Musical "Jesus Christ Superstar" miał swoją światową prapremierę w 1971 roku, a wcześniej funkcjonował jako album koncepcyjny. Już wtedy, pomimo zachowania wielu elementów charakterystycznych dla Bliskiego Wschodu I wieku naszej ery, postanowiono wpleść w wydarzenia Wielkiego Tygodnia elementy świata współczesnego; w najnowszych produkcjach spotykamy się wręcz z używaniem kamer oraz telefonów komórkowych. Zabieg ten momentami może sprawiać wrażenie niedbalstwa realizatorów, a czasami jest po prostu dziwny, jednak z tego pozornego chaosu wyłania się jasny komunikat: historia sprzed dwóch tysięcy lat zostaje ukazana w naszym współczesnym świecie.

Jezus, który przychodzi zbawić świat w XX wieku? Brzmi jak jakaś nowa i zapewne bardzo bluźniercza teoria. No bo przecież wcale tak nie było: Jezus żył w I wieku naszej ery i to jest fakt, z którym się nie dyskutuje. Ale czy "Jesus Christ Superstar" powstało jako dokument historyczny, który sprzedaje nam fakty, czy może raczej jako rządzące się swoimi prawami dzieło sceniczne? To, wbrew pozorom, naprawdę ogromna różnica. Musical jako gatunek, co warto podkreślić, operuje zupełnie innym językiem, niż Biblia, dlatego nie należy go traktować jako nową teorię, a bardziej jak interpretację starej. I, moim zdaniem, wcale nie bluźnierczą. Nie widzę nic strasznego w ukazaniu nam tamtych, kompletnie przebrzmiałych już realiów w oprawie świata, który jest nam o wiele lepiej znany. Po co? Aby lepiej zrozumieć. W podobny sposób pracują przecież zawodowi bibliści: spędzają oni godziny nie tylko na samej lekturze Pisma Świętego, ale też na sięganiu do oryginalnego tekstu oraz na poznawaniu realiów, w których poszczególne fragmenty powstawały. Z tą różnicą, że oni studiują przeszłość, ale cel jest ten sam: odkryć, że świat zmienia się pod względem rozwoju gospodarki, technologii, czy kultury, ale natura ludzka zawsze pozostaje taka sama.

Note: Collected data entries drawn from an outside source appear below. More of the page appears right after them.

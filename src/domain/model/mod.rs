// Domain models - Core types and data structures

use std::fmt;

use serde::{Deserialize, Serialize};

use crate::error::{SqueezeError, SqueezeResult};

/// Target resolution expressed as "WIDTHxHEIGHT" (e.g. "1280x720")
#[derive(Debug, Clone, PartialEq, Eq, Serialize, Deserialize)]
pub struct Resolution {
    pub width: u32,
    pub height: u32,
}

impl Resolution {
    /// Create a new resolution with validation
    pub fn new(width: u32, height: u32) -> SqueezeResult<Self> {
        if width == 0 || height == 0 {
            return Err(SqueezeError::invalid_settings(
                "Resolution dimensions cannot be zero",
            ));
        }
        Ok(Self { width, height })
    }

    /// Parse a "WxH" resolution string
    pub fn parse(s: &str) -> SqueezeResult<Self> {
        let mut parts = s.trim().splitn(2, 'x');
        let width = parts
            .next()
            .and_then(|w| w.parse::<u32>().ok())
            .ok_or_else(|| {
                SqueezeError::invalid_settings(format!(
                    "Invalid resolution '{}'. Expected WIDTHxHEIGHT, e.g. 1280x720",
                    s
                ))
            })?;
        let height = parts
            .next()
            .and_then(|h| h.parse::<u32>().ok())
            .ok_or_else(|| {
                SqueezeError::invalid_settings(format!(
                    "Invalid resolution '{}'. Expected WIDTHxHEIGHT, e.g. 1280x720",
                    s
                ))
            })?;
        Self::new(width, height)
    }
}

impl fmt::Display for Resolution {
    fn fmt(&self, f: &mut fmt::Formatter<'_>) -> fmt::Result {
        write!(f, "{}x{}", self.width, self.height)
    }
}

/// How much to compress: exactly one strategy applies per session.
///
/// Each variant carries only the fields it needs, so there is no "optional
/// field meaningful only sometimes" ambiguity.
#[derive(Debug, Clone, PartialEq, Serialize, Deserialize)]
#[serde(tag = "method", rename_all = "lowercase")]
pub enum CompressionStrategy {
    /// Explicit video bitrate string, e.g. "2500k"
    Bitrate { video_bitrate: String },
    /// Explicit constant rate factor (lower is higher quality)
    Crf { value: u32 },
    /// Target percentage of the original perceived quality, 1-100
    Percentage { target: u32 },
    /// Target output size in megabytes
    Filesize { target_mb: f64 },
}

impl CompressionStrategy {
    /// Default CRF when the caller selects the strategy without a value
    pub const DEFAULT_CRF: u32 = 23;

    /// Default video bitrate when no strategy is specified
    pub const DEFAULT_BITRATE: &'static str = "2500k";

    /// Build a strategy from a method tag plus its (optional) numeric input.
    /// Missing values default rather than hard-failing.
    pub fn from_parts(
        method: &str,
        bitrate: Option<&str>,
        crf: Option<u32>,
        percentage: Option<u32>,
        filesize_mb: Option<f64>,
    ) -> SqueezeResult<Self> {
        match method.to_lowercase().as_str() {
            "bitrate" => Ok(CompressionStrategy::Bitrate {
                video_bitrate: bitrate.unwrap_or(Self::DEFAULT_BITRATE).to_string(),
            }),
            "crf" => Ok(CompressionStrategy::Crf {
                value: crf.unwrap_or(Self::DEFAULT_CRF),
            }),
            "percentage" => Ok(CompressionStrategy::Percentage {
                target: percentage.unwrap_or(100),
            }),
            "filesize" => Ok(CompressionStrategy::Filesize {
                target_mb: filesize_mb.unwrap_or(100.0),
            }),
            other => Err(SqueezeError::invalid_settings(format!(
                "Unknown compression method '{}'. Valid methods: bitrate, crf, percentage, filesize",
                other
            ))),
        }
    }
}

impl Default for CompressionStrategy {
    fn default() -> Self {
        CompressionStrategy::Bitrate {
            video_bitrate: Self::DEFAULT_BITRATE.to_string(),
        }
    }
}

/// Immutable configuration record describing one encode request
#[derive(Debug, Clone, PartialEq, Serialize, Deserialize)]
pub struct ConversionSettings {
    pub video_codec: String,
    pub audio_codec: String,
    pub audio_bitrate: String,
    pub frame_rate: u32,
    pub resolution: Resolution,
    pub strategy: CompressionStrategy,
}

impl Default for ConversionSettings {
    fn default() -> Self {
        Self {
            video_codec: "libx264".to_string(),
            audio_codec: "aac".to_string(),
            audio_bitrate: "128k".to_string(),
            frame_rate: 30,
            resolution: Resolution {
                width: 1280,
                height: 720,
            },
            strategy: CompressionStrategy::default(),
        }
    }
}

/// Lifecycle state of the single shared engine instance.
///
/// `Ready` and `Failed` are terminal for the process lifetime; there is no
/// automatic retry after a load failure.
#[derive(Debug, Clone, PartialEq, Eq)]
pub enum EngineState {
    Unloaded,
    Loading,
    Ready,
    Failed,
}

impl fmt::Display for EngineState {
    fn fmt(&self, f: &mut fmt::Formatter<'_>) -> fmt::Result {
        let s = match self {
            EngineState::Unloaded => "unloaded",
            EngineState::Loading => "loading",
            EngineState::Ready => "ready",
            EngineState::Failed => "failed",
        };
        write!(f, "{}", s)
    }
}

/// State of one transcode session.
///
/// `Idle` is the only entry state; `Complete` and `Failed` are terminal for
/// the session instance. Another encode needs a new session.
#[derive(Debug, Clone, PartialEq, Eq)]
pub enum SessionState {
    Idle,
    Preparing,
    Encoding,
    Complete,
    Failed,
}

impl fmt::Display for SessionState {
    fn fmt(&self, f: &mut fmt::Formatter<'_>) -> fmt::Result {
        let s = match self {
            SessionState::Idle => "idle",
            SessionState::Preparing => "preparing",
            SessionState::Encoding => "encoding",
            SessionState::Complete => "complete",
            SessionState::Failed => "failed",
        };
        write!(f, "{}", s)
    }
}

/// Final output of a session: the produced bytes plus the caller-facing name
#[derive(Debug, Clone)]
pub struct Artifact {
    pub data: Vec<u8>,
    pub file_name: String,
}

impl Artifact {
    pub fn len(&self) -> u64 {
        self.data.len() as u64
    }

    pub fn is_empty(&self) -> bool {
        self.data.is_empty()
    }
}

/// Size-delta metrics for a completed encode
#[derive(Debug, Clone, PartialEq, Serialize, Deserialize)]
pub struct SizeMetrics {
    pub original_size: u64,
    pub compressed_size: u64,
    pub savings_percent: i32,
}

impl SizeMetrics {
    /// Compute metrics from byte counts. Savings may be negative when the
    /// output grew; it is surfaced as-is, never clamped to zero.
    pub fn from_sizes(original_size: u64, compressed_size: u64) -> Self {
        let savings_percent = if original_size == 0 {
            0
        } else {
            ((1.0 - compressed_size as f64 / original_size as f64) * 100.0).round() as i32
        };
        Self {
            original_size,
            compressed_size,
            savings_percent,
        }
    }
}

Taka uwspółcześniona Historia Zbawienia - do czego nawiązują również kolejne zarzuty - daje nam wspaniałą możliwość odniesienia realiów czasów chrystusowych do naszego własnego życia. Siedząc na widowni, możemy ze zdziwieniem odkryć, jak wiele mamy wspólnego ze świętym Piotrem, z Marią Magdaleną... a nawet z Judaszem.



Zarzut 3
Kreacja Jezusa na celebrytę


Słowo "celebryta", które często pojawia się w kontekście tego "musicalowego" Jezusa, jest nacechowane raczej pejoratywnie, kojarzy się ze skandalami i showbiznesowym wyścigiem szczurów. I trudno się nie zgodzić, że bohater "Jesus Christ Superstar" wyrasta wręcz na tytułową supergwiazdę: ma swoich fanów, budzi ogromne zainteresowanie mediów, posiada nawet swój własny, widowiskowy numer wokalny. Słowem: Chrystus ubrany w skandal i patologię. Ale zastanówmy się przez chwilę... Czy ogromna sława to nie jest tak naprawdę jedyny logiczny skutek działalności, jaką On prowadził? Przemieniał wodę w wino, leczył kaleki i trędowatych, przywracał zmysły, wypędzał demony, wskrzeszał umarłych... Świat dwa tysiące lat temu rządził się takimi samymi prawami przyrody, jak dzisiaj i fakt, że jest sobie pewien facet, którego wystarczy dotknąć i znikają wszelkie choroby, z pewnością niósł się pocztą pantoflową po całym Izraelu. A oliwy do ognia dolewał fakt, iż ten sam facet krytykuje faryzeuszów, wykonuje zakazaną pracę w szabat oraz - o zgrozo - sam siebie nazywa Królem Żydowskim oraz Bogiem! Tak po ludzku rzecz biorąc, Jezus w swoich czasach mógłby zawstydzić niejednego współczesnego nam skandalistę. Pomimo, że Jego nauka jest fundamentem wiary chrześcijańskiej, należy zwrócić uwagę również na to, jak wszystkie te działania odbierane były przez społeczność żydowską: od razu mamy odpowiedź, dlaczego Chrystus został ukrzyżowany. Bluźnierca i czarownik, który do tego wszystkiego jeszcze podkopuje autorytet władzy? W tamtych czasach za mniejsze przewinienia wisiało się na krzyżu.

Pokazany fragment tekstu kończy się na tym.